[Dataset entries]
□ □ □ □ □
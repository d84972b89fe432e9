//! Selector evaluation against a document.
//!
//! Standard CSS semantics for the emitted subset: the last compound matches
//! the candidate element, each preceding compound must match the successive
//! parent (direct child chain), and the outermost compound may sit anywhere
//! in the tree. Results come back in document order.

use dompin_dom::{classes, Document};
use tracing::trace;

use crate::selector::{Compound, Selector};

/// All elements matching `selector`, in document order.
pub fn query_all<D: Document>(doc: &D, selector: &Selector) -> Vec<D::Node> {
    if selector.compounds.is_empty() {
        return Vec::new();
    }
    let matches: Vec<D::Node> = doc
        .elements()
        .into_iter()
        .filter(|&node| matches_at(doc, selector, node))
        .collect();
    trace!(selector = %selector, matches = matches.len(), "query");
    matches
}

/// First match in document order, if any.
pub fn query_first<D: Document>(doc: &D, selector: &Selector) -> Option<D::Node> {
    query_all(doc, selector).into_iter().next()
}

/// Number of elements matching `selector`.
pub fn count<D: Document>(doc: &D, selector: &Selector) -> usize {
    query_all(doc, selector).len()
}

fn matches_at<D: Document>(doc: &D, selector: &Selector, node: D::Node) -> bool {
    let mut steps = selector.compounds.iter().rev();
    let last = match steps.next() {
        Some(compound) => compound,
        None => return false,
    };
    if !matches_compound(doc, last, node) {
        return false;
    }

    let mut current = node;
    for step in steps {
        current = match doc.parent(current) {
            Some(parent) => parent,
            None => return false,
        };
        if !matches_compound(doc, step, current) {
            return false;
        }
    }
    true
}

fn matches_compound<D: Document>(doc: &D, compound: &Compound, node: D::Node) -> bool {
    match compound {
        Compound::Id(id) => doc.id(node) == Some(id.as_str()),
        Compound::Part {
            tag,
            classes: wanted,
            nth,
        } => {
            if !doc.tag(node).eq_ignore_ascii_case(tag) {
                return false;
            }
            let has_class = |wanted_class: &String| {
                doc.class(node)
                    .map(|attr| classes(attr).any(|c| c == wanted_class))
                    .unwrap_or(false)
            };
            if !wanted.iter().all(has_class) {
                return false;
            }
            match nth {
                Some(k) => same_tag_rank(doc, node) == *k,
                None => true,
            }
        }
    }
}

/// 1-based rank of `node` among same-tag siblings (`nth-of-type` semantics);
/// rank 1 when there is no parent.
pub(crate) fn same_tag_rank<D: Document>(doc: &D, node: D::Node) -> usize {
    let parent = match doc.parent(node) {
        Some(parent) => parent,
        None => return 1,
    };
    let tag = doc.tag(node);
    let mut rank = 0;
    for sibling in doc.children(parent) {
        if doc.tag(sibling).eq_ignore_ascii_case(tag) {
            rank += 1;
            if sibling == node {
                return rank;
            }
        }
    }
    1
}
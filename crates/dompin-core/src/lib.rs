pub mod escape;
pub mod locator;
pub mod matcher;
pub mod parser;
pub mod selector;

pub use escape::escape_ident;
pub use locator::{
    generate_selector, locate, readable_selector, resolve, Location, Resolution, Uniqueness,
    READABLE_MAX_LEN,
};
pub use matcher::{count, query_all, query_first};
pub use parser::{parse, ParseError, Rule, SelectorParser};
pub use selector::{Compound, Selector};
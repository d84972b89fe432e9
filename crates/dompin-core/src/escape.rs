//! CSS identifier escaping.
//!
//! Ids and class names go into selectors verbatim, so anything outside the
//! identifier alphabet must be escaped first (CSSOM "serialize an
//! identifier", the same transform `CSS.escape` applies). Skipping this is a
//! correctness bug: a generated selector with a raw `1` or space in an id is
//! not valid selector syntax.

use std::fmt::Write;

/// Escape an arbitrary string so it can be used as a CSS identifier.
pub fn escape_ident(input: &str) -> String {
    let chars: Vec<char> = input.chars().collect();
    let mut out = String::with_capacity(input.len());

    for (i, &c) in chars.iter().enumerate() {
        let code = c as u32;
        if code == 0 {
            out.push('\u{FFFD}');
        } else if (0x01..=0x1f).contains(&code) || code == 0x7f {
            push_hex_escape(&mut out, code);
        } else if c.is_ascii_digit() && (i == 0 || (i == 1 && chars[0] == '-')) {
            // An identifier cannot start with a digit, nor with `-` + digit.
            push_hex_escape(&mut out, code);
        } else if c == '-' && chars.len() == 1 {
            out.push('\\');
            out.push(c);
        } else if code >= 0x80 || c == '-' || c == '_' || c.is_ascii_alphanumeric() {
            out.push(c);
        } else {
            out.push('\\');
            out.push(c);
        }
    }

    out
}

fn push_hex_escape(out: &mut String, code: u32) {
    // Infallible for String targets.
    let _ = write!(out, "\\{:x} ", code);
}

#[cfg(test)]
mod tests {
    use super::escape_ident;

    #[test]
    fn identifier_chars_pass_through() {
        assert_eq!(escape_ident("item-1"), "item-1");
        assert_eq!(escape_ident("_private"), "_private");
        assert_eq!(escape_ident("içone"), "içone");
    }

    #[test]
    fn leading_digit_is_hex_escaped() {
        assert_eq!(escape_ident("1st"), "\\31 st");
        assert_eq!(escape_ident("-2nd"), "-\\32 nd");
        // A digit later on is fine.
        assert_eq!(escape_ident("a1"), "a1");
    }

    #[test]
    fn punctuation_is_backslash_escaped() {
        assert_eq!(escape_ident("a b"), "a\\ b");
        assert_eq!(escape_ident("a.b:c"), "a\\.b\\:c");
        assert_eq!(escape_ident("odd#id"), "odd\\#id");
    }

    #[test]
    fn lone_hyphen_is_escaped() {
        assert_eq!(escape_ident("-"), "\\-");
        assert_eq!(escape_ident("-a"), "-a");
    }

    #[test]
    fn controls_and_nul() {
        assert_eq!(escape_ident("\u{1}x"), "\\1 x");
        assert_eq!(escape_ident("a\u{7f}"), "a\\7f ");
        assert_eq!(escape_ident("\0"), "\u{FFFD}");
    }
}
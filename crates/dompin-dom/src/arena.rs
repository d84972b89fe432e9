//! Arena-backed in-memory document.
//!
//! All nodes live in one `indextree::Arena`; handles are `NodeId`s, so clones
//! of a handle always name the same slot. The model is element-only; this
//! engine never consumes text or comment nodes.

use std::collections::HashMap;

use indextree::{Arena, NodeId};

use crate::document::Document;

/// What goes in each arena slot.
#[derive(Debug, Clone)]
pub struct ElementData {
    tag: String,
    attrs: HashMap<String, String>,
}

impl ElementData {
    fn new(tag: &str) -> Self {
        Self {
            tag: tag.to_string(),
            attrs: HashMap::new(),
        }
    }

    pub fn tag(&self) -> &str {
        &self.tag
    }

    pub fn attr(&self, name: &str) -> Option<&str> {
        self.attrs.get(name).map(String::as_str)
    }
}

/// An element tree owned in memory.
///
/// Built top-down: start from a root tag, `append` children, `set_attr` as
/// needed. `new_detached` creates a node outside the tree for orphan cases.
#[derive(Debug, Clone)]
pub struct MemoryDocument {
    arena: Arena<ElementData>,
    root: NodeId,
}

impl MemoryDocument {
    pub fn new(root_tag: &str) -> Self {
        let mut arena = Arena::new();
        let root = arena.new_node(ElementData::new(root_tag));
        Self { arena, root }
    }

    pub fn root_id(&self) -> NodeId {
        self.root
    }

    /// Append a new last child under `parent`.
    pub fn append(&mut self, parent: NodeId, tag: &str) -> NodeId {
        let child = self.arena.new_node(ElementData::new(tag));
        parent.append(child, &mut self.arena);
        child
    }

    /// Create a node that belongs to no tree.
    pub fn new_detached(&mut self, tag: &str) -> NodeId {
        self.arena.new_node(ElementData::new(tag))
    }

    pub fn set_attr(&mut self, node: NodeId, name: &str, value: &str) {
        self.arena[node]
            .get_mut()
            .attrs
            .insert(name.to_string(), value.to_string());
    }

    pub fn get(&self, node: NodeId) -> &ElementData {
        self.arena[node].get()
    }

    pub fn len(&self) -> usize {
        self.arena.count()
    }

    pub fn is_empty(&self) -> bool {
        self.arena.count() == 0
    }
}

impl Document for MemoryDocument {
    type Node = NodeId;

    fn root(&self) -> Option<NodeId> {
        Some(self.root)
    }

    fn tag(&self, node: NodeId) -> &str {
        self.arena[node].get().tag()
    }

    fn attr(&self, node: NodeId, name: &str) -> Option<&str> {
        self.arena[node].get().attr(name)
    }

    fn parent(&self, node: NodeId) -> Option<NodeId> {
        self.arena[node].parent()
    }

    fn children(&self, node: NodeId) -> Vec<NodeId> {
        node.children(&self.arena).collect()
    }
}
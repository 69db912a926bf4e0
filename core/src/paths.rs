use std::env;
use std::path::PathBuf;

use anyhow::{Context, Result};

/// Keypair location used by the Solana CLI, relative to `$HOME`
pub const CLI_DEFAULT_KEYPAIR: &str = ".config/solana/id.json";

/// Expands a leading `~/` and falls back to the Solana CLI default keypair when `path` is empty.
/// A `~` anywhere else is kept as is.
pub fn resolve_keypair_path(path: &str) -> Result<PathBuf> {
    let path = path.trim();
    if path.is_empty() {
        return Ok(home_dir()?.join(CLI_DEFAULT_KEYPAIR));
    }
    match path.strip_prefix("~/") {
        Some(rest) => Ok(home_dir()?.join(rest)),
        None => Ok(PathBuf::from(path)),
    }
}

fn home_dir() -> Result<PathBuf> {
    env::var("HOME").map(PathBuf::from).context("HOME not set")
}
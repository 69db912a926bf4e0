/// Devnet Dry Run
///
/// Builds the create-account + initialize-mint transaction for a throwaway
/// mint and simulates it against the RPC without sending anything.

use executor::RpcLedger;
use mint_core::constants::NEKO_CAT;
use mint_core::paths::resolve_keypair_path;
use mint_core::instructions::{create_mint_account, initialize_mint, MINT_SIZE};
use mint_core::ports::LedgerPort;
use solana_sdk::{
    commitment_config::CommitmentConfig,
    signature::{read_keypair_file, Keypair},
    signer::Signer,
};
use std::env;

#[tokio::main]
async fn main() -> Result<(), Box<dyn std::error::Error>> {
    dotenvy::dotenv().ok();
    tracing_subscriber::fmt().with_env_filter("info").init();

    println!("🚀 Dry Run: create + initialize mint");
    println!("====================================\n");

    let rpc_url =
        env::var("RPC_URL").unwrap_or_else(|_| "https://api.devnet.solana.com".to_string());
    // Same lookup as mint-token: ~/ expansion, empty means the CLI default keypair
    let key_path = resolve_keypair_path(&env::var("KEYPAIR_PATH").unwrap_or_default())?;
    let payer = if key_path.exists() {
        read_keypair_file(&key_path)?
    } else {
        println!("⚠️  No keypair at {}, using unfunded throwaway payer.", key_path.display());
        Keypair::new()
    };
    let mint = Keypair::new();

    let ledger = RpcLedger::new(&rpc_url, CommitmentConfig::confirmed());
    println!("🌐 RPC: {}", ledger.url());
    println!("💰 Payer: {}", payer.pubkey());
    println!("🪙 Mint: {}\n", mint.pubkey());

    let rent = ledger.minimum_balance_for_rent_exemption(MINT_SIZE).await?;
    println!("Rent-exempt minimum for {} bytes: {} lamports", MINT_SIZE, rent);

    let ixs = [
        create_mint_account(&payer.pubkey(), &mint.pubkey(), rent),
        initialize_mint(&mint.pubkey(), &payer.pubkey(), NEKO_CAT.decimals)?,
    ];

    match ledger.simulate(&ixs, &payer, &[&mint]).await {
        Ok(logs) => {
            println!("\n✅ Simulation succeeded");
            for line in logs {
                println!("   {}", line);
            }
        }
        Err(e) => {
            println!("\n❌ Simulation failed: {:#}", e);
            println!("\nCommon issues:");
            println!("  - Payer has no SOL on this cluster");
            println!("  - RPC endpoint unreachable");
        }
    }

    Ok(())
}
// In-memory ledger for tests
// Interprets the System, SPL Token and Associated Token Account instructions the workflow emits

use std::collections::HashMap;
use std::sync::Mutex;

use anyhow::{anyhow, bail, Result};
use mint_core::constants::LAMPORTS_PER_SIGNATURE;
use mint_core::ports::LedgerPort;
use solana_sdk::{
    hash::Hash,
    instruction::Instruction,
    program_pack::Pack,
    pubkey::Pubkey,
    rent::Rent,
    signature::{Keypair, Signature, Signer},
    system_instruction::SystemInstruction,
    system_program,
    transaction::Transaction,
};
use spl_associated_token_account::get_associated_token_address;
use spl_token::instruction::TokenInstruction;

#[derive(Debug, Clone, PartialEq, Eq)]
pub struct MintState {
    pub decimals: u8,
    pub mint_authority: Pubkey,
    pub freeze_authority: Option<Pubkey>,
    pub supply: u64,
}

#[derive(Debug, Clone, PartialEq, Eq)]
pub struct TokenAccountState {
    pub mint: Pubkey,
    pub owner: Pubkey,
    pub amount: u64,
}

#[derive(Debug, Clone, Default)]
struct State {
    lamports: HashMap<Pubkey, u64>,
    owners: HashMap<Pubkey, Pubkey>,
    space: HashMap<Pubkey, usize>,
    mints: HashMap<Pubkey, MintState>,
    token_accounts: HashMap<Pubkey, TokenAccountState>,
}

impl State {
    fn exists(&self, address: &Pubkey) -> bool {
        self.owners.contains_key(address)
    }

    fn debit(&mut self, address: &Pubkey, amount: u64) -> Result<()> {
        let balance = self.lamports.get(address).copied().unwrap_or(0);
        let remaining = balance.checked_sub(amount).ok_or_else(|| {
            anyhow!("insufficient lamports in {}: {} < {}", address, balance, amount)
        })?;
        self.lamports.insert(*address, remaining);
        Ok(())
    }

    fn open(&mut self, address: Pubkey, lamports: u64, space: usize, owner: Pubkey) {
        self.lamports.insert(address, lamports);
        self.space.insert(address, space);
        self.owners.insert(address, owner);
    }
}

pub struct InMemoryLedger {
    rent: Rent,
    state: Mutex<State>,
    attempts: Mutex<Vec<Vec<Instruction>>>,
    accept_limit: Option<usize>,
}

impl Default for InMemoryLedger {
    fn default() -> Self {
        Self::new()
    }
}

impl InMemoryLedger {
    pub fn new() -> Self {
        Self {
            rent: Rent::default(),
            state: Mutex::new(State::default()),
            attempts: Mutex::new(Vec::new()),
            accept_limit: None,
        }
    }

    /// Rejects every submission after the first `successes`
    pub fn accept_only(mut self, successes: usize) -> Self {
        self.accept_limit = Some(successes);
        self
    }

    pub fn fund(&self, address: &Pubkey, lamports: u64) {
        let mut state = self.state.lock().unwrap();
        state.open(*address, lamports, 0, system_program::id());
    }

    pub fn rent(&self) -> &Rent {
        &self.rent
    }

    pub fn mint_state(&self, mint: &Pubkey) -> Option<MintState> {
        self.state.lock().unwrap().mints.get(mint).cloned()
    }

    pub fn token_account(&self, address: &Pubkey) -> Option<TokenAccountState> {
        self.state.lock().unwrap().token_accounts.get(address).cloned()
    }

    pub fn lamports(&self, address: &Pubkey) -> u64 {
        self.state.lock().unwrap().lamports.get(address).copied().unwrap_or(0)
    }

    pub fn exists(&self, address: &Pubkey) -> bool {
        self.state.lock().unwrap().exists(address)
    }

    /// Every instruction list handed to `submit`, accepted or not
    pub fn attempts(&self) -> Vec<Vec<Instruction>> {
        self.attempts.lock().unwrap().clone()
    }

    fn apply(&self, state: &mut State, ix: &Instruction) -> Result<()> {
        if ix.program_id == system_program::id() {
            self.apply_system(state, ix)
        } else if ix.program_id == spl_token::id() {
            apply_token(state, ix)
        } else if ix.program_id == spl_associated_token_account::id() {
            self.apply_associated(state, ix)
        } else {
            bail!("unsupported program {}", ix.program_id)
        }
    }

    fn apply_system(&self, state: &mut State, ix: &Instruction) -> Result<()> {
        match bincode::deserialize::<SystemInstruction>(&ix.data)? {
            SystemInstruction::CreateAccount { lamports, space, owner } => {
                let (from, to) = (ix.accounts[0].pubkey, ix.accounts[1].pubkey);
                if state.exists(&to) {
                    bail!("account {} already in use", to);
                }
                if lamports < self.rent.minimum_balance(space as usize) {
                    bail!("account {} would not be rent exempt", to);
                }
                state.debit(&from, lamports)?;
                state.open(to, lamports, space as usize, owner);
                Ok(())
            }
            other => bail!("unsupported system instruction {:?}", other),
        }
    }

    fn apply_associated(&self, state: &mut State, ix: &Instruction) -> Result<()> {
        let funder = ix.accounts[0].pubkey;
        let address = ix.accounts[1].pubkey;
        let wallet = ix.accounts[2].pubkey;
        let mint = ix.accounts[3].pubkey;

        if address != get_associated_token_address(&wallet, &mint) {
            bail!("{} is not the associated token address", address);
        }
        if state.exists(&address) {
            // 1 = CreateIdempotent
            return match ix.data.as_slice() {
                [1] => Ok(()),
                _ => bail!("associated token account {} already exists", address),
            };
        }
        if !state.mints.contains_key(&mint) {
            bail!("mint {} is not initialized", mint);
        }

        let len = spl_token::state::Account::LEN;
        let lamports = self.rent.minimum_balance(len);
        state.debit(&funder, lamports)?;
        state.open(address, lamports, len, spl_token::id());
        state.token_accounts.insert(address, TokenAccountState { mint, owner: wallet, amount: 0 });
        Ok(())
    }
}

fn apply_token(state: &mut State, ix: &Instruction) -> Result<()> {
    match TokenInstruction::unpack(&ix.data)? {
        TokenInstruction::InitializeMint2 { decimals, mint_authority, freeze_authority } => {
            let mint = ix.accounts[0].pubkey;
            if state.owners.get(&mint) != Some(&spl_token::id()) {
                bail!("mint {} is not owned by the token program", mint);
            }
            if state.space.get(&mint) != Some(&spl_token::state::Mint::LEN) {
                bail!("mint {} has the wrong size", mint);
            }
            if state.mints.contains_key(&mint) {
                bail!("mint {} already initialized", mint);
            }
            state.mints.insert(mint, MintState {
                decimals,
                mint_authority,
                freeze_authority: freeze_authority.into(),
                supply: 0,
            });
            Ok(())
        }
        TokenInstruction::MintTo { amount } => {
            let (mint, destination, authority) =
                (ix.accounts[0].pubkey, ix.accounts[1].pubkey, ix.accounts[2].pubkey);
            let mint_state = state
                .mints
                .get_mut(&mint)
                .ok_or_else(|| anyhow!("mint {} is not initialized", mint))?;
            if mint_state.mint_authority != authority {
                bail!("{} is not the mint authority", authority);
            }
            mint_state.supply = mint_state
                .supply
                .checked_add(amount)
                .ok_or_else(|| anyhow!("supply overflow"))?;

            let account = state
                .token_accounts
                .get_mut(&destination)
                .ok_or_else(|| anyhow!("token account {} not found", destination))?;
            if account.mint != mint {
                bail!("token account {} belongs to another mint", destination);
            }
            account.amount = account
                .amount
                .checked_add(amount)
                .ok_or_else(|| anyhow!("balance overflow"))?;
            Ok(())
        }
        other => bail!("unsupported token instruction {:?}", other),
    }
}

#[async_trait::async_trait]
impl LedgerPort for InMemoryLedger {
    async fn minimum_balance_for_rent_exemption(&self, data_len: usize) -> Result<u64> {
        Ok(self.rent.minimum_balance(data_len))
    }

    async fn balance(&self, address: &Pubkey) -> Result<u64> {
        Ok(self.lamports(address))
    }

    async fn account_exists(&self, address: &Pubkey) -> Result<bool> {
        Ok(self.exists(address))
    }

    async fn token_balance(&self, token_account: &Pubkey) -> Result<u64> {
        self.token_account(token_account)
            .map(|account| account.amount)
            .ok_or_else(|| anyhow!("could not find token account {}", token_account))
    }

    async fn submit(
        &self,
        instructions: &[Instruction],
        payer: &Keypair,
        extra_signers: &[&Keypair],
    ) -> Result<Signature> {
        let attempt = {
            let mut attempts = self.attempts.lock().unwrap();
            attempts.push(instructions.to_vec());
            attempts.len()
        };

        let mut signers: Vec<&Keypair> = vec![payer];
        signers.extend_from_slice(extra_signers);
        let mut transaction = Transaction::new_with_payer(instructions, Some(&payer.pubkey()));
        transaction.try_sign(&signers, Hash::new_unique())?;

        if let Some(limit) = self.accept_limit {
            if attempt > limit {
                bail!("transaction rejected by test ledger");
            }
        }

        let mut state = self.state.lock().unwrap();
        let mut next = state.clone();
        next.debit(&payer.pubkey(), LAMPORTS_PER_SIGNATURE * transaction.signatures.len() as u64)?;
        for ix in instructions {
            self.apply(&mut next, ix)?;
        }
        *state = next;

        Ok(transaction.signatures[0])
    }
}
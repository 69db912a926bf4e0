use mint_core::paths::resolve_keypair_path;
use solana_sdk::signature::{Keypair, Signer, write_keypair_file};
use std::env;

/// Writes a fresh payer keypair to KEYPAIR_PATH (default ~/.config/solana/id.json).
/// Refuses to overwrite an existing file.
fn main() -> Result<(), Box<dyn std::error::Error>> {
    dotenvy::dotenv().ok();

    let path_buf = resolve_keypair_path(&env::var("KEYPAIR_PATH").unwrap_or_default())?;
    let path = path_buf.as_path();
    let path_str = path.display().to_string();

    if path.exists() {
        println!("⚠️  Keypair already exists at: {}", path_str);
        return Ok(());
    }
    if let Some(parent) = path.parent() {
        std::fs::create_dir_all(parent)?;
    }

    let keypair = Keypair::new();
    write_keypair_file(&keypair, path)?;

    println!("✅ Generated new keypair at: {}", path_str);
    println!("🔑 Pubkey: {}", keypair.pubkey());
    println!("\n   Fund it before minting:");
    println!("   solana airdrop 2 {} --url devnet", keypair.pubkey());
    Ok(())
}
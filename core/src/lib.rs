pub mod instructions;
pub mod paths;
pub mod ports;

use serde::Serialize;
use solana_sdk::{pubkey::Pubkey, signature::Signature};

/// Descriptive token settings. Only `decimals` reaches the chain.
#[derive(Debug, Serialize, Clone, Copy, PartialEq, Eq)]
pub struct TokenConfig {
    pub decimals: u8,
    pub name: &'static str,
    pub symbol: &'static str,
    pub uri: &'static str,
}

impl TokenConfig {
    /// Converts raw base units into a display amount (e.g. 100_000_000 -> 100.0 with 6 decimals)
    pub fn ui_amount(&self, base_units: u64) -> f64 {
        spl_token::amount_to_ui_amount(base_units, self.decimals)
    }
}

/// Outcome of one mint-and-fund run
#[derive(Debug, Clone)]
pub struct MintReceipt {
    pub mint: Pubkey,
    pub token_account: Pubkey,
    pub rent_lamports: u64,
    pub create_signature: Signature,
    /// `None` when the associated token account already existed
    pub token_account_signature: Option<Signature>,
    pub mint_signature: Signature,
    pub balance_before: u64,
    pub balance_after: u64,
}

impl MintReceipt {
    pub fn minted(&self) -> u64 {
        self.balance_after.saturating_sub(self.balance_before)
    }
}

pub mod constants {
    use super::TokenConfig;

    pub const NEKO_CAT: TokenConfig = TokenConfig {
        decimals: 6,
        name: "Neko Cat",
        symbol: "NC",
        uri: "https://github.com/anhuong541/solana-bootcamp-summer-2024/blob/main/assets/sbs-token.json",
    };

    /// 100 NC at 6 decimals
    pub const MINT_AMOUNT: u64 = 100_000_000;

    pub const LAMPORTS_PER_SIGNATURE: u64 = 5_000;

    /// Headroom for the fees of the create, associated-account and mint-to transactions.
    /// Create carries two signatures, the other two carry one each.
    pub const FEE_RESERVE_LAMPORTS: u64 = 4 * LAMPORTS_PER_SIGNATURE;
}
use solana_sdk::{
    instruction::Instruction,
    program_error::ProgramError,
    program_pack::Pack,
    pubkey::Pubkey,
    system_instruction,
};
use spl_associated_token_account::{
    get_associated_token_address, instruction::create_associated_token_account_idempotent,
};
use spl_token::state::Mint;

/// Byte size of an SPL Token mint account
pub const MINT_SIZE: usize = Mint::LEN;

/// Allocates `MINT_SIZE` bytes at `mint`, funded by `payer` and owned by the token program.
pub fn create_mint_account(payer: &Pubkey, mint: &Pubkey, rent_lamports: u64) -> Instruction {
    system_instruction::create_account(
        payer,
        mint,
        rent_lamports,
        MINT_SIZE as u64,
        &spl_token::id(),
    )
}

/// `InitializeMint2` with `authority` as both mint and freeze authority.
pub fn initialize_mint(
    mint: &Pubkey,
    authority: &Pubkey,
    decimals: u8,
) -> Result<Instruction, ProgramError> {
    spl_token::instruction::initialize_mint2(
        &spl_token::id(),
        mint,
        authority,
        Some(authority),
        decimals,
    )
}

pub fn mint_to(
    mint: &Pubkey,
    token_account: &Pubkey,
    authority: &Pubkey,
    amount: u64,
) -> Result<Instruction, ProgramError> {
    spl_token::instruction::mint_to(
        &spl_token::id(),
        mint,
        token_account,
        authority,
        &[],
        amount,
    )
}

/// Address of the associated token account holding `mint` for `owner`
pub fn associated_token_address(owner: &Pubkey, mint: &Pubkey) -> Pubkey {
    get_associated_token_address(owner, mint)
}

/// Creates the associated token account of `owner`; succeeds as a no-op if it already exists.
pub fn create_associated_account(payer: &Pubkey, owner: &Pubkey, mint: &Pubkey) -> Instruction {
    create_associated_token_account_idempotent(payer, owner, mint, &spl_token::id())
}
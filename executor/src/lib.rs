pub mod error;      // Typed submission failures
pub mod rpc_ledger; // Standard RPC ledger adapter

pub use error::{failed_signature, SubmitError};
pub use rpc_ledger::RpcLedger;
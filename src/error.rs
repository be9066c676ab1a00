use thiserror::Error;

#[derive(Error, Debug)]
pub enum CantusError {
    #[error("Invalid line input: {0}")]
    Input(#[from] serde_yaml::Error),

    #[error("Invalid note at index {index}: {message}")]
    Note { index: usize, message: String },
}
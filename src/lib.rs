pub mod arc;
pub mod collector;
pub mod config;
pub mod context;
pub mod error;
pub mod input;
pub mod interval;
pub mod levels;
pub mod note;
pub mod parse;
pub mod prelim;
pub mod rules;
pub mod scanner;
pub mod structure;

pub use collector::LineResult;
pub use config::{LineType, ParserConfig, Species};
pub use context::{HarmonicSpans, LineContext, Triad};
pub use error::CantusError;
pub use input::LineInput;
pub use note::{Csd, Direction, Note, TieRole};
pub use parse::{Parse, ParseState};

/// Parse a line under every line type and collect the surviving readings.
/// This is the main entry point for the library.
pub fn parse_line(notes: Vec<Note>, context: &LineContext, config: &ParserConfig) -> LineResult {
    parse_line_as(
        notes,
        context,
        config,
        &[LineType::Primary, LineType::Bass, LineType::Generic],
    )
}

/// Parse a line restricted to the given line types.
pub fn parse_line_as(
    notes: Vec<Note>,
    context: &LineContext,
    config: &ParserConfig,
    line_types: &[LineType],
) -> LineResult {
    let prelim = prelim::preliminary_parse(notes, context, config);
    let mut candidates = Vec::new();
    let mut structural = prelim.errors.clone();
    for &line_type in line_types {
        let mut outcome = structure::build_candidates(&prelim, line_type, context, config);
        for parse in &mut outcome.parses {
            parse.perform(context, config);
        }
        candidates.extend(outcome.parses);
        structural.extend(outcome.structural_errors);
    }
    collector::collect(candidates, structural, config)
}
□ □ □ □ □
**ACTION ITEM**
State how many lines of the records hold the string "throwaway", and nothing else.

**RESPONSE**
2